Step-by-Step Instructions

1. Mix Dry Ingredients

In a large bowl, combine:

  • Rolled oats
  • Granola
  • Ground flaxseed
  • Salt (and cinnamon if using)

2. Add Wet Ingredients

  • Stir in peanut butter, honey, and vanilla extract until well combined.
  • If the mixture is too dry, add 1-2 tsp of milk (dairy or plant-based).

3. Fold in Optional Add-Ins

  • Gently mix in chocolate chips, chia seeds, or coconut flakes.

4. Roll into Balls

  • Scoop about 1 tbsp of mixture and roll into a ball.
  • Repeat until all mixture is used (should make 18-20 balls).

5. Chill & Serve

  • Place balls on a tray and refrigerate for 30 minutes to firm up.
  • Enjoy immediately or store for later!

Nutritional Benefits

These energy balls are not only tasty but also packed with nutrients:

  •  Protein – From peanut butter & oats, great for muscle recovery.
  •  Fiber – Keeps you full and supports digestion.
  •  Healthy Fats – From flaxseed & nut butter for sustained energy.
  •  Natural Sweetness – Honey provides a healthier alternative to refined sugar.

Nutrition Facts (Per Ball)

  • Calories: ~100
  • Carbs: 10g
  • Protein: 3g
  • Fat: 5g
  • Fiber: 2g

Storage Tips

  • Refrigerator: Store in an airtight container for up to 2 weeks.
  • Freezer: Keep in a freezer bag for up to 3 months (thaw before eating).

Variations & Flavor Ideas

Want to switch things up?

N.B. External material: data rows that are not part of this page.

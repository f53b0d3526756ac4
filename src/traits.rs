//! Core traits that decouple scalegrid from any specific compositor or
//! transport mechanism.
//!
//! The [`ScaleSession`](crate::session::ScaleSession) only talks to the
//! outside world through [`WindowHost`]; every concrete backend (the
//! [`HeadlessHost`](crate::headless::host::HeadlessHost), a compositor
//! plugin shim, a test double, …) implements it.

use crate::animation::Transform;
use crate::command::{Command, Rect, Scope, WindowId, WorkspaceCoord};
use std::sync::mpsc;
use std::time::Duration;

/// Something that happened to the window set, delivered by the host in
/// order and handled synchronously by
/// [`ScaleSession::handle_event`](crate::session::ScaleSession::handle_event).
#[derive(Debug, Clone, Copy, PartialEq, Eq)]
pub enum HostEvent {
    /// A window was mapped on (or moved onto) the output.
    Attached(WindowId),
    /// A window was destroyed or moved to another output.
    Detached(WindowId),
    /// A window was minimized or restored.
    Minimized { window: WindowId, minimized: bool },
    /// A window's geometry changed.
    GeometryChanged(WindowId),
    /// The output switched to another workspace.
    WorkspaceChanged(WorkspaceCoord),
    /// A window received keyboard focus.
    Focused(WindowId),
    /// A window was unmapped (it may still be mapped again later).
    Unmapped(WindowId),
}

/// The services an overview session needs from the windowing environment.
///
/// Every query must tolerate being asked about a window that no longer
/// exists (returning `None`, `false` or an empty list); mutations on such
/// windows are no-ops.
pub trait WindowHost {
    //  Clock

    /// Monotonic time since an arbitrary epoch.
    fn now(&self) -> Duration;

    //  Window tree

    /// Mapped, non-minimized top-level windows in `scope`, in the host's
    /// stacking order.  For [`Scope::CurrentWorkspace`] only windows whose
    /// centre lies on the current workspace are returned.
    fn eligible_windows(&self, scope: Scope) -> Vec<WindowId>;

    /// Whether the window still exists.
    fn exists(&self, window: WindowId) -> bool;

    /// Whether the window is an ordinary application window (as opposed to
    /// a panel, background or other shell surface).
    fn is_toplevel(&self, window: WindowId) -> bool;

    fn is_mapped(&self, window: WindowId) -> bool;

    fn is_minimized(&self, window: WindowId) -> bool;

    /// Untransformed geometry, relative to the current workspace.
    fn natural_geometry(&self, window: WindowId) -> Option<Rect>;

    fn parent(&self, window: WindowId) -> Option<WindowId>;

    fn children(&self, window: WindowId) -> Vec<WindowId>;

    //  Output

    /// Area available to the grid (output minus panels).
    fn workarea(&self) -> Rect;

    /// Full output geometry; one workspace is one output-sized viewport.
    fn output_geometry(&self) -> Rect;

    fn current_workspace(&self) -> WorkspaceCoord;

    fn request_workspace(&mut self, workspace: WorkspaceCoord);

    //  Focus and input

    fn active_window(&self) -> Option<WindowId>;

    fn focus(&mut self, window: WindowId);

    /// The window whose displayed (transformed) bounds are under the
    /// pointer.
    fn window_at_cursor(&self) -> Option<WindowId>;

    /// Ask a window to close.
    fn close_window(&mut self, window: WindowId);

    /// Claim the output for the overview.  Returns `false` if another
    /// exclusive mode holds it.  Succeeds if already claimed.
    fn activate_plugin(&mut self) -> bool;

    fn deactivate_plugin(&mut self);

    /// Take the exclusive keyboard / pointer grab.
    fn grab_input(&mut self) -> bool;

    /// Release the grab.  Harmless when not grabbed.
    fn release_input(&mut self);

    //  Transforms and rendering

    /// Attach an (identity) overview transform.  Returns `false` if one is
    /// already attached or the window is gone.
    fn attach_transform(&mut self, window: WindowId) -> bool;

    /// Detach the overview transform.  Harmless when none is attached.
    fn detach_transform(&mut self, window: WindowId);

    fn has_transform(&self, window: WindowId) -> bool;

    /// Push new transform values and damage the window.  Ignored if no
    /// transform is attached.
    fn set_transform(&mut self, window: WindowId, transform: Transform);

    /// Register the per-frame pre/post render hooks.
    fn add_frame_hooks(&mut self);

    fn remove_frame_hooks(&mut self);

    fn schedule_redraw(&mut self);

    //  Events

    /// Next pending event, in delivery order.
    fn poll_event(&mut self) -> Option<HostEvent>;
}

//  Command Source

/// A source of [`Command`]s.
///
/// Implementations listen on some transport (a Unix socket, an in-memory
/// channel) and forward parsed commands into the provided
/// [`mpsc::Sender`].
///
/// # Contract
///
/// * [`run`](CommandSource::run) **blocks** until the source is exhausted or
///   an unrecoverable error occurs.
/// * Each received command must be sent through `sink` exactly once.
/// * Implementations must be [`Send`] so they can run on a dedicated thread.
pub trait CommandSource: Send {
    /// The error type produced by this source.
    type Error: std::error::Error + Send + 'static;

    /// Start listening and forward every incoming [`Command`] into `sink`.
    fn run(&mut self, sink: mpsc::Sender<Command>) -> Result<(), Self::Error>;
}
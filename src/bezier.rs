//! CSS-like cubic Bézier easing curves.

use serde::{Deserialize, Serialize};

/// A cubic Bézier timing curve with endpoints fixed at `(0,0)` and `(1,1)`,
/// as in CSS `cubic-bezier(x1, y1, x2, y2)`.
///
/// Control x-coordinates must lie in `[0, 1]` for the curve to be a function
/// of time; every curve built from the presets below is also monotonic in
/// its output.
#[derive(Debug, Clone, Copy, PartialEq)]
pub struct CubicBezier {
    // Polynomial coefficients of x(t) and y(t): ((a*t + b)*t + c)*t.
    ax: f64,
    bx: f64,
    cx: f64,
    ay: f64,
    by: f64,
    cy: f64,
}

impl CubicBezier {
    /// CSS `ease`.
    pub fn ease() -> Self {
        Self::new(0.25, 0.10, 0.25, 1.00)
    }

    /// CSS `ease-out`.
    pub fn ease_out() -> Self {
        Self::new(0.0, 0.0, 0.58, 1.0)
    }

    /// CSS `ease-in-out`.
    pub fn ease_in_out() -> Self {
        Self::new(0.42, 0.0, 0.58, 1.0)
    }

    /// A straight line; `sample(u) == u`.
    pub fn linear() -> Self {
        Self::new(0.0, 0.0, 1.0, 1.0)
    }

    pub fn new(x1: f64, y1: f64, x2: f64, y2: f64) -> Self {
        let cx = 3.0 * x1;
        let bx = 3.0 * (x2 - x1) - cx;
        let ax = 1.0 - cx - bx;
        let cy = 3.0 * y1;
        let by = 3.0 * (y2 - y1) - cy;
        let ay = 1.0 - cy - by;
        Self {
            ax,
            bx,
            cx,
            ay,
            by,
            cy,
        }
    }

    /// Eased progress for normalised time `u` (clamped to `[0, 1]`).
    ///
    /// The endpoints are exact: `sample(0.0) == 0.0` and `sample(1.0) == 1.0`.
    pub fn sample(&self, u: f64) -> f64 {
        let u = u.clamp(0.0, 1.0);
        if u <= 0.0 {
            return 0.0;
        }
        if u >= 1.0 {
            return 1.0;
        }
        let t = self.solve_t_for_x(u);
        (((self.ay * t + self.by) * t + self.cy) * t).clamp(0.0, 1.0)
    }

    /// Interpolate between `a` and `b` along the curve.
    pub fn interpolate(&self, a: f64, b: f64, u: f64) -> f64 {
        a + (b - a) * self.sample(u)
    }

    fn x_at(&self, t: f64) -> f64 {
        ((self.ax * t + self.bx) * t + self.cx) * t
    }

    // Solve x(t) = u for t in [0,1].
    fn solve_t_for_x(&self, u: f64) -> f64 {
        // Newton-Raphson
        let mut t = u;
        for _ in 0..8 {
            let x = self.x_at(t) - u;
            if x.abs() < 1e-9 {
                return t;
            }
            let dx = (3.0 * self.ax * t + 2.0 * self.bx) * t + self.cx;
            if dx.abs() < 1e-9 {
                break;
            }
            t -= x / dx;
            if !(0.0..=1.0).contains(&t) {
                break;
            }
        }

        // Bisection fallback
        let mut lo = 0.0;
        let mut hi = 1.0;
        t = u;
        for _ in 0..48 {
            let x = self.x_at(t);
            if (x - u).abs() < 1e-10 {
                return t;
            }
            if x < u {
                lo = t;
            } else {
                hi = t;
            }
            t = 0.5 * (lo + hi);
        }
        t
    }
}

/// Named easing presets selectable from the configuration file.
#[derive(Debug, Clone, Copy, PartialEq, Eq, Default, Serialize, Deserialize)]
#[serde(rename_all = "kebab-case")]
pub enum Easing {
    Linear,
    #[default]
    Ease,
    EaseOut,
    EaseInOut,
}

impl Easing {
    pub fn curve(self) -> CubicBezier {
        match self {
            Easing::Linear => CubicBezier::linear(),
            Easing::Ease => CubicBezier::ease(),
            Easing::EaseOut => CubicBezier::ease_out(),
            Easing::EaseInOut => CubicBezier::ease_in_out(),
        }
    }
}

Try these delicious twists:

1. Chocolate Lover’s Version

  • Add 2 tbsp cocoa powder + extra chocolate chips.

2. Tropical Energy Balls

  • Swap peanut butter for almond butter + add dried mango & coconut flakes.

3. Protein-Packed Balls

  • Mix in 1 scoop of vanilla or chocolate protein powder.

4. Nut-Free Option

  • Use sunflower seed butter instead of peanut butter.

FAQs

1. Can I make these vegan?

Yes! Replace honey with maple syrup or agave nectar.

2. Are these gluten-free?

Use certified gluten-free oats & granola.

3. Can I use crunchy peanut butter?

Absolutely! It adds extra texture.

4. Why won’t my energy balls stick together?

If too dry, add more peanut butter or a splash of milk.


Final Thoughts

These Granola Peanut Butter Energy Balls are a simple, healthy, and delicious snack that everyone will love. They’re perfect for busy mornings, post-workout fuel, or a sweet treat without the guilt. Plus, with endless customization options, you’ll never get bored!

Try this recipe today and enjoy a burst of energy in every bite!